An overcast day at a park in New Zealand finds me greeting a juggler. Overcast? You bet it was, as the first image clearly shows, but that didn't stop me from shooting him again, with the 'sun' going down beh ind him! Nikon D300, Nikkor 70-300mm at 250mm, Nikon SB-900 and Pocket Wizard on light stand behind him about five feet with Amber gel attached. Flash set to f/5.6, but actual ambient reading of face was used, f/11 @ 1/125 second, resulting in flash exposure being two stops over-exposed. That explains the 'over-exposed' backlit hair-just like the actual sun would do!
As far as the Karate Kid seen here, he came flying out of nowhere! Fortunately, on a light stand, off to my right, my Nikon SB-900 and Pocket Wizard were ready for his surprise visit! The all-encompassing forest was shot with the Nikkor 14mm Full Frame DX Fisheye. (actually a special note of thanks to Ann Worthy who provided the talent and the idea!)

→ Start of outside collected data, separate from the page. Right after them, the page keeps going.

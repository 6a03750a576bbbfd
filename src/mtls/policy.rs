//! Application-level peer trust policy.
//!
//! Runs after the TLS handshake has succeeded.  The handshake proves the
//! peer holds a key for a certificate the TLS layer accepted; the policy
//! decides whether that certificate is the peer the application expects.
//!
//! # Evaluation order
//!
//! 1. If a chain check is configured and [`ChainVerifier::verify`] returns
//!    `false` → [`PolicyDecision::UntrustedChain`].
//! 2. If an expected commonName is configured and the peer's subject
//!    `commonName` differs or is absent → [`PolicyDecision::IdentityMismatch`].
//! 3. Otherwise → [`PolicyDecision::Trusted`].
//!
//! An empty policy trusts every authenticated peer.

use tracing::{debug, warn};

use crate::mtls::identity::PeerIdentity;
use crate::mtls::store::RootStore;
use crate::mtls::verifier::ChainVerifier;
use crate::{Error, Result};

/// Outcome of evaluating a peer against the policy.
#[derive(Debug, Clone, PartialEq, Eq)]
pub enum PolicyDecision {
    /// The peer meets every configured requirement.
    Trusted,
    /// The peer certificate does not chain to the policy's roots.
    UntrustedChain,
    /// The peer's commonName is not the expected one.
    IdentityMismatch {
        /// Expected commonName.
        expected: String,
        /// commonName the peer presented, if any.
        presented: Option<String>,
    },
}

/// Post-handshake requirements on the peer identity.
#[derive(Debug, Clone, Default)]
pub struct PeerPolicy {
    expected_common_name: Option<String>,
    chain_roots: Option<RootStore>,
}

impl PeerPolicy {
    /// A policy that trusts every authenticated peer.
    #[must_use]
    pub fn new() -> Self {
        Self::default()
    }

    /// Require the peer subject's commonName to equal `cn`.
    #[must_use]
    pub fn with_expected_common_name(mut self, cn: impl Into<String>) -> Self {
        self.expected_common_name = Some(cn.into());
        self
    }

    /// Re-verify the peer certificate against `roots` after the handshake.
    #[must_use]
    pub fn with_chain_check(mut self, roots: RootStore) -> Self {
        self.chain_roots = Some(roots);
        self
    }

    /// Evaluate `identity`.  Never fails; a rejection is a decision.
    #[must_use]
    pub fn evaluate(&self, identity: &PeerIdentity) -> PolicyDecision {
        if let Some(ref roots) = self.chain_roots {
            if !ChainVerifier::verify(roots, identity.der()) {
                return PolicyDecision::UntrustedChain;
            }
        }

        if let Some(ref expected) = self.expected_common_name {
            let presented = identity.subject_attribute("commonName");
            if presented != Some(expected.as_str()) {
                return PolicyDecision::IdentityMismatch {
                    expected: expected.clone(),
                    presented: presented.map(str::to_owned),
                };
            }
        }

        PolicyDecision::Trusted
    }

    /// Evaluate `identity` and turn a rejection into an error.
    ///
    /// # Errors
    ///
    /// `Error::ChainVerificationFailed` or `Error::IdentityMismatch`.
    pub fn enforce(&self, identity: &PeerIdentity) -> Result<()> {
        match self.evaluate(identity) {
            PolicyDecision::Trusted => {
                debug!(peer = %identity.display_name, "peer trusted by policy");
                Ok(())
            }
            PolicyDecision::UntrustedChain => {
                warn!(peer = %identity.display_name, issuer = %identity.issuer, "peer certificate failed root chain check");
                Err(Error::ChainVerificationFailed(format!(
                    "certificate of '{}' (issuer '{}') does not chain to a trusted root",
                    identity.display_name, identity.issuer
                )))
            }
            PolicyDecision::IdentityMismatch { expected, presented } => {
                warn!(expected = %expected, presented = ?presented, "peer identity mismatch");
                Err(Error::IdentityMismatch { expected, presented })
            }
        }
    }
}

So you say you have a leaky faucet? Well heck while you are waiting for the Plumber, get out your flash and Nikkor 200mm Macro lens and start shooting the steady drip, as it leaves the faucet head! But before you do, grab a colorful piece of fabric, (those Hawaiian shirts work well!) and place it in the background-a 6-8 inches behind the drip and voila, you end up with a composition of water that when FLIPPED looks like a work of art that was produced by the Glass Blowers of Murano Italy!
Below we have examples of a Two Light setup:
In front of me is a large bowl of cream on the kitchen counter and a large bowl of strawberries sits off to the side. One by one, I drop a single strawberry into the bowl of cream with my left hand, while my right hand is hooked up to Nikon's Electronic Cable release firing, hopefully, at the exact moment the strawberry 'splashes' into the cream. Eighteen shots later, I was successful. As you can see, on each side of this bowl, my Nikon SB-900 's with their attached diffuser's, got creamed-LOL! This is one of the few times I used Nikon's Commander Mode, because the strobes were well within "range". (Pocket Wizards would of course do the same thing). As usual, I am in Manual Flash Exposure. Nikon D300S, Micro-Nikkor 105mm, f/13 @ a 1/250 second.
For years I would haul out the two large 3X4 foot softboxes, attach the powerful 1600 WS White Lightning Ultra's and place one on the floor facing up and the other on a light stand pointing straight down towards the one on the ground. Atop the one on the ground I would place a large piece of frosted white plexi-glass and over the course of hours if not days, I would place subject matter such as flowers and sliced fruits and vegetables atop the plexi-glass and fire away. The top light and the bottom light were set for the same exposure value, (the same amount of flash output) and I would end up with 'floating' objects', backlit and front lit, thus getting a glowing front lit subject. I don't have to do that anymore. The power of the SB-900, just like the VIvitar 285, is sufficient to achieve the same effect.
No need for a softbox either-an ordinary cardboard box lined with white poster board is sufficient and atop the box you place the white frosted plexi-glass. Inside the cardboard box is one strobe and outside the box, pointed down towards the plexi-glass is the other strobe-both at the same distance from the plexi-glass and in this case an aperture of f/8 was indicated for that distance. With a set-up like this you can let your imagination run with the plethora of subject matter that is available.